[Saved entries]

#####

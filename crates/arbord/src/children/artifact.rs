//! Installs uploaded application artifacts under `apps/`.
//!
//! Two shapes are accepted: a single `<app>.rs` source file, or a `.zip`
//! archive whose package is identified by a top-level `<app>/lib.rs` entry.

use std::fs;
use std::io::Cursor;

use arbor_config::defaults::ROOT_APP;
use camino::{Utf8Component, Utf8Path, Utf8PathBuf};
use zip::ZipArchive;

use super::ChildError;

const PACKAGE_MARKER: &str = "lib.rs";
const VERSION_FILE: &str = "VERSION";

/// Layout of an installed artifact.
#[derive(Debug, Clone, Copy, PartialEq, Eq)]
pub enum ArtifactKind {
    /// `apps/<app>.rs`.
    SourceFile,
    /// `apps/<app>/`.
    Package,
}

/// An artifact placed under the apps directory.
#[derive(Debug, Clone, PartialEq, Eq)]
pub struct InstalledArtifact {
    /// Application identifier derived from the artifact.
    pub app: String,
    /// Shape of the install.
    pub kind: ArtifactKind,
    /// File or directory that was written.
    pub path: Utf8PathBuf,
}

impl InstalledArtifact {
    /// Deletes what [`install`] wrote.
    pub(crate) fn remove(&self) -> Result<(), ChildError> {
        let result = match self.kind {
            ArtifactKind::SourceFile => fs::remove_file(&self.path),
            ArtifactKind::Package => fs::remove_dir_all(&self.path),
        };
        result.map_err(|source| ChildError::io(self.path.clone(), source))
    }
}

/// Writes `data` under `apps_dir` according to the shape of `filename`.
///
/// # Errors
///
/// Returns [`ChildError::Validation`] for unsupported or reserved artifacts,
/// [`ChildError::Archive`] for unreadable archives and [`ChildError::Io`]
/// when writing fails.
pub(crate) fn install(
    apps_dir: &Utf8Path,
    filename: &str,
    data: &[u8],
) -> Result<InstalledArtifact, ChildError> {
    let basename = Utf8Path::new(filename)
        .file_name()
        .ok_or_else(|| ChildError::validation(format!("'{filename}' is not a file name")))?;
    let artifact = Utf8Path::new(basename);
    match artifact.extension() {
        Some("rs") => {
            let app = artifact.file_stem().unwrap_or_default();
            check_app_name(app)?;
            let path = apps_dir.join(basename);
            fs::write(&path, data).map_err(|source| ChildError::io(path.clone(), source))?;
            Ok(InstalledArtifact {
                app: app.to_owned(),
                kind: ArtifactKind::SourceFile,
                path,
            })
        }
        Some("zip") => install_archive(apps_dir, data),
        _ => Err(ChildError::validation(format!(
            "unsupported artifact '{basename}'; expected a .rs file or a .zip archive"
        ))),
    }
}

fn install_archive(apps_dir: &Utf8Path, data: &[u8]) -> Result<InstalledArtifact, ChildError> {
    let mut archive = ZipArchive::new(Cursor::new(data))?;
    let app = archive
        .file_names()
        .find_map(package_of)
        .map(str::to_owned)
        .ok_or_else(|| {
            ChildError::validation(format!("archive has no <package>/{PACKAGE_MARKER} entry"))
        })?;
    check_app_name(&app)?;
    if let Some(stray) = archive
        .file_names()
        .find(|entry| !inside_package(entry, &app))
    {
        return Err(ChildError::validation(format!(
            "archive entry '{stray}' lies outside package '{app}'"
        )));
    }
    archive.extract(apps_dir)?;
    Ok(InstalledArtifact {
        path: apps_dir.join(&app),
        app,
        kind: ArtifactKind::Package,
    })
}

fn package_of(entry: &str) -> Option<&str> {
    let (package, file) = entry.split_once('/')?;
    (file == PACKAGE_MARKER && !package.is_empty()).then_some(package)
}

/// True when `entry` is `<app>/...` with only plain path segments.
fn inside_package(entry: &str, app: &str) -> bool {
    let mut components = Utf8Path::new(entry).components();
    components.next() == Some(Utf8Component::Normal(app))
        && components.all(|component| matches!(component, Utf8Component::Normal(_)))
        && !entry.contains('\\')
}

fn check_app_name(app: &str) -> Result<(), ChildError> {
    let valid = !app.is_empty()
        && app
            .chars()
            .all(|c| c.is_ascii_alphanumeric() || c == '_' || c == '-');
    if !valid {
        return Err(ChildError::validation(format!(
            "'{app}' is not a valid application name"
        )));
    }
    if app.contains("__") || app == ROOT_APP {
        return Err(ChildError::validation(format!(
            "application name '{app}' is reserved"
        )));
    }
    Ok(())
}

/// Version declared by an installed package, if any.
pub(crate) fn read_version(apps_dir: &Utf8Path, app: &str) -> Option<String> {
    let text = fs::read_to_string(apps_dir.join(app).join(VERSION_FILE)).ok()?;
    let version = text.trim();
    (!version.is_empty()).then(|| version.to_owned())
}

/// Removes the installed files of `app`; the package directory wins over a
/// source file of the same name.
pub(crate) fn remove_app(apps_dir: &Utf8Path, app: &str) -> Result<Option<Utf8PathBuf>, ChildError> {
    let package = apps_dir.join(app);
    if package.is_dir() {
        fs::remove_dir_all(&package).map_err(|source| ChildError::io(package.clone(), source))?;
        return Ok(Some(package));
    }
    let source_file = apps_dir.join(format!("{app}.rs"));
    if source_file.is_file() {
        fs::remove_file(&source_file)
            .map_err(|source| ChildError::io(source_file.clone(), source))?;
        return Ok(Some(source_file));
    }
    Ok(None)
}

#####

◆ **EXERCISE REQUIREMENTS**
State how many lines of the records contain the string "directory". The number is the whole answer.

◆ **SOLUTION FOR THIS EXERCISE**
3